Minimum Spanning Trees Overview
Before we can talk about minimum spanning trees, we need to talk about graphs. In particular, undirected graphs which are graphs whose edges have no particular orientation. In other words, it’s a graph with edges that connect two nodes in both directions:
If we were to traverse an undirected graph in a special way, we could construct a tree known as a spanning tree. More specifically, a spanning tree is a subset of a graph which contains all the vertices without any cycles. As an added criteria, a spanning tree must cover the minimum number of edges:
However, if we were to add edge weights to our undirected graph, optimizing our tree for the minimum number of edges may not give us a minimum spanning tree. In particular, a minimum spanning tree is a subset of an undirected weighted graph which contains all the vertices without any cycles. Once again, the resulting tree must have the minimum possible total edge cost:
One final note: minimum spanning trees may not be unique. In other words, there may be multiple minimum spanning trees for a given graph. For example, if edge ED had cost 4, we could choose either ED or BD to complete our tree.
With that out of the way, let’s talk about what’s going on in the rest of this article. In particular, we’ll take a look at two algorithms for constructing minimum spanning trees: Prim’s and Kruskal’s.
Minimum Spanning Tree Algorithms
As mentioned already, the goal of this article is to take a look at two main minimum spanning tree algorithms. Both algorithms take a greedy approach to tackling the minimum spanning tree problem, but they each take do it a little differently.
One way to construct a minimum spanning tree is to select a starting node and continuously add the cheapest neighboring edge to the tree—avoiding cycles—until every node has been connected. In essence, that’s exactly how Prim’s algorithm works.
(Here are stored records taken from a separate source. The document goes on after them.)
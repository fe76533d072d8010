//! Question routing and answering
//!
//! The engine matches a question against a fixed ordered pattern table and
//! renders the first matching topic from the selected subject document. When
//! nothing matches it falls back to a substring search across the whole
//! document, and finally to a fixed "no information" response.

pub mod patterns;
pub mod render;
pub mod report;

pub use patterns::{Force, Horizon, Perspective, Topic};

use crate::document::DocumentStore;
use crate::search;
use regex::Regex;
use std::fmt::Write;

/// Guidance returned when a question arrives with no subject selected.
pub const NO_SELECTION_GUIDANCE: &str =
    "No industry selected or data not available. Please select an industry first.";

/// Maximum number of hits quoted per section in the fallback answer.
const FALLBACK_HITS_PER_SECTION: usize = 3;

/// Question answering engine holding the compiled dispatch table.
pub struct QaEngine {
    table: Vec<(Regex, Topic)>,
}

impl QaEngine {
    /// Create an engine with the fixed dispatch table compiled once.
    pub fn new() -> Self {
        Self {
            table: patterns::dispatch_table(),
        }
    }

    /// Route a question to its topic: first pattern matching anywhere in the
    /// lowercased question wins; later entries are never consulted.
    pub fn route(&self, question: &str) -> Option<Topic> {
        let question = question.to_lowercase();
        self.table
            .iter()
            .find(|(pattern, _)| pattern.is_match(&question))
            .map(|(_, topic)| *topic)
    }

    /// Answer a question about the currently selected subject.
    pub fn answer(&self, store: &DocumentStore, question: &str) -> String {
        let (Some(industry), Some(document)) = (
            store.current_subject().map(str::to_string),
            store.current_document(),
        ) else {
            return NO_SELECTION_GUIDANCE.to_string();
        };

        if let Some(topic) = self.route(question) {
            return render::render(topic, store, &industry);
        }

        // No pattern matched: fall back to a whole-document substring search.
        let results = search::search_across_document(document, &question.to_lowercase());
        if !results.is_empty() {
            let mut answer = format!(
                "Based on my analysis of the {industry} industry, here's what I found about '{question}':\n\n"
            );
            for (section, hits) in &results {
                let _ = writeln!(answer, "From {}:", render::humanize(section));
                for hit in hits.iter().take(FALLBACK_HITS_PER_SECTION) {
                    let _ = writeln!(answer, "- {}", hit.content);
                }
                answer.push('\n');
            }
            return answer;
        }

        format!(
            "I don't have specific information to answer your question about '{question}' \
             for the {industry} industry. Please try asking in a different way or \
             ask about another aspect of the industry."
        )
    }
}

impl Default for QaEngine {
    fn default() -> Self {
        Self::new()
    }
}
In this example, we start from A and continually expand our tree until we’ve connected all the nodes. In this case, we select AB then BC then CD. In the end, we end up with a minimum spanning tree of cost 12.
Of course, we could have always started from any other node to end up with the same tree. For example, we could have started from D which would have constructed the tree in the other direction (DC -> CB -> BA).
As you can imagine, this is a pretty simple greedy algorithm that always constructs a minimum spanning tree. Of course, there is a bit of decision making required to avoid generating cycles. That said, as long as the new edge doesn’t connect two nodes in the current tree, there shouldn’t be any issues.
Another way to construct a minimum spanning tree is to continually select the smallest available edge among all available edges—avoiding cycles—until every node has been connected. Naturally, this is how Kruskal’s algorithm works.
In this example, we start by selecting the smallest edge which in this case is AC. To recognize this connection, we place A and C in a set together. Then, we find the next smallest edge AB. In this case, B is not already in the set containing A, so we can safely add it.
At this point, we run into a problem. If we select BC, we’ll create a cycle because B and C are already connected through A. Since B and C are in the same set, we can safely skip that edge.
Finally, we consider the next smallest edge which is CD. Since D is not connected to C in some way, we can add it to our set containing A, B, and C. Since our set now contains all four vertices, we can stop.
Unfortunately, this example is probably not the best because Prim’s algorithm would run similarly if we started from A or C. Of course, drawing these examples takes time, so I recommend checking out Wikipedia for both Prim’s and Kruskal’s algorithms. Each page has a nice animation showing the difference.
Personally, I find this algorithm to be a bit more challenging to grasp because I find the avoiding cycles criteria a bit less obvious. That said, as I’ve seen it in various textbooks, the solution usually relies on maintaining collections of nodes in sets that represent distinct trees. Then, the algorithm only selects two nodes if they are in different trees. Otherwise, drawing an edge between the nodes would create a cycle.